A styrene resin extruded foam containing a flame retardant of 0.5 to 8.0 parts by weight and a graphite of 1.0 to 5.0 parts by weight with respect to 100 parts by weight of a styrene resin. And containing a C3-C5 saturated hydrocarbon and hydrochlorofluoroolefin as a foaming agent,
(I) The residual amount of hydrochlorofluoroolefin in the extruded foam of the styrene-based resin extruded foam is 0.05 mol or more and 0.50 mol or less per kg of the extruded foam,
(II) The residual amount of the saturated hydrocarbon having 3 to 5 carbon atoms in the extruded foam of the styrenic resin extruded foam is 0.10 mol or more and 0.50 mol or less per kg of the extruded foam,
(III) The total amount of the residual amount of saturated hydrocarbons having 3 to 5 carbon atoms and the residual amount of hydrochlorofluoroolefin in the extruded foam of the styrenic resin extruded foam is 0.000 per kg of the extruded foam. A styrene-based resin extruded foam characterized by being 30 mol or more and 0.90 mol or less. The residual amount of the hydrochlorofluoroolefin and the residual amount of the saturated hydrocarbon having 3 to 5 carbon atoms are residual amounts after 7 days from the production of the styrene resin extruded foam. 1. A styrene resin extruded foam according to 1. The styrenic resin extruded foam according to claim 1 or 2, wherein the hydrochlorofluoroolefin is trans-1-chloro-3,3,3-trifluoropropene.

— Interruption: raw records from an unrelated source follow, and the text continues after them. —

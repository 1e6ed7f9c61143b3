/// "N min read" at 200 words per minute, rounded up, never below one
/// minute.
pub fn calculate_read_time(content: &str) -> String {
    let words = content.split_whitespace().count();
    let minutes = (words + 199) / 200;
    format!("{} min read", minutes.max(1))
}

/// Tags arrive either as an array or as one comma-separated string;
/// normalize to trimmed, non-empty entries.
pub fn normalize_tags(raw: &serde_json::Value) -> Vec<String> {
    match raw {
        serde_json::Value::String(s) => s
            .split(',')
            .map(str::trim)
            .filter(|t| !t.is_empty())
            .map(str::to_string)
            .collect(),
        serde_json::Value::Array(items) => items
            .iter()
            .filter_map(|v| v.as_str())
            .map(str::trim)
            .filter(|t| !t.is_empty())
            .map(str::to_string)
            .collect(),
        _ => Vec::new(),
    }
}

#[cfg(test)]
mod tests {
    use super::*;
    use serde_json::json;

    #[test]
    fn empty_content_is_one_minute() {
        assert_eq!(calculate_read_time(""), "1 min read");
        assert_eq!(calculate_read_time("   "), "1 min read");
    }

    #[test]
    fn read_time_rounds_up() {
        let two_hundred_one = vec!["word"; 201].join(" ");
        assert_eq!(calculate_read_time(&two_hundred_one), "2 min read");
        let exactly_two_hundred = vec!["word"; 200].join(" ");
        assert_eq!(calculate_read_time(&exactly_two_hundred), "1 min read");
    }

    #[test]
    fn tags_parse_from_comma_string() {
        assert_eq!(
            normalize_tags(&json!("emi, loans , ,budget")),
            vec!["emi", "loans", "budget"]
        );
    }

    #[test]
    fn tags_parse_from_array() {
        assert_eq!(
            normalize_tags(&json!(["sip", " mutual funds "])),
            vec!["sip", "mutual funds"]
        );
    }

    #[test]
    fn other_shapes_yield_no_tags() {
        assert!(normalize_tags(&json!(42)).is_empty());
        assert!(normalize_tags(&json!(null)).is_empty());
    }
}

The styrenic resin according to any one of claims 1 to 3, wherein the flammability measurement method A defined in JIS A9521 is passed and the fire spread length is 10 mm or less. Extruded foam. The styrene resin extruded foam according to any one of claims 1 to 4, wherein an apparent density is 20 kg / m ³ or more and 45 kg / m ³ or less, and a closed cell ratio is 90% or more. . The foaming agent is further characterized in that at least one member selected from the group consisting of dimethyl ether, ethyl chloride and methyl chloride is added in an amount of 0.5 to 15 parts by weight based on 100 parts by weight of the styrenic resin. The styrene resin extruded foam according to any one of claims 5 to 6. The styrene resin extruded foam according to any one of claims 1 to 6, wherein the saturated hydrocarbon having 3 to 5 carbon atoms is isobutane. The styrene resin extruded foam according to any one of claims 1 to 7, wherein the thickness is 10 mm or more and 150 mm or less. The flame retardant is a brominated flame retardant, and is contained in an amount of 0.5 to 5.0 parts by weight with respect to 100 parts by weight of a styrene resin. 2. A styrene resin extruded foam according to item 1. The manufacturing method of the styrene resin extrusion foam of any one of Claims 1-9.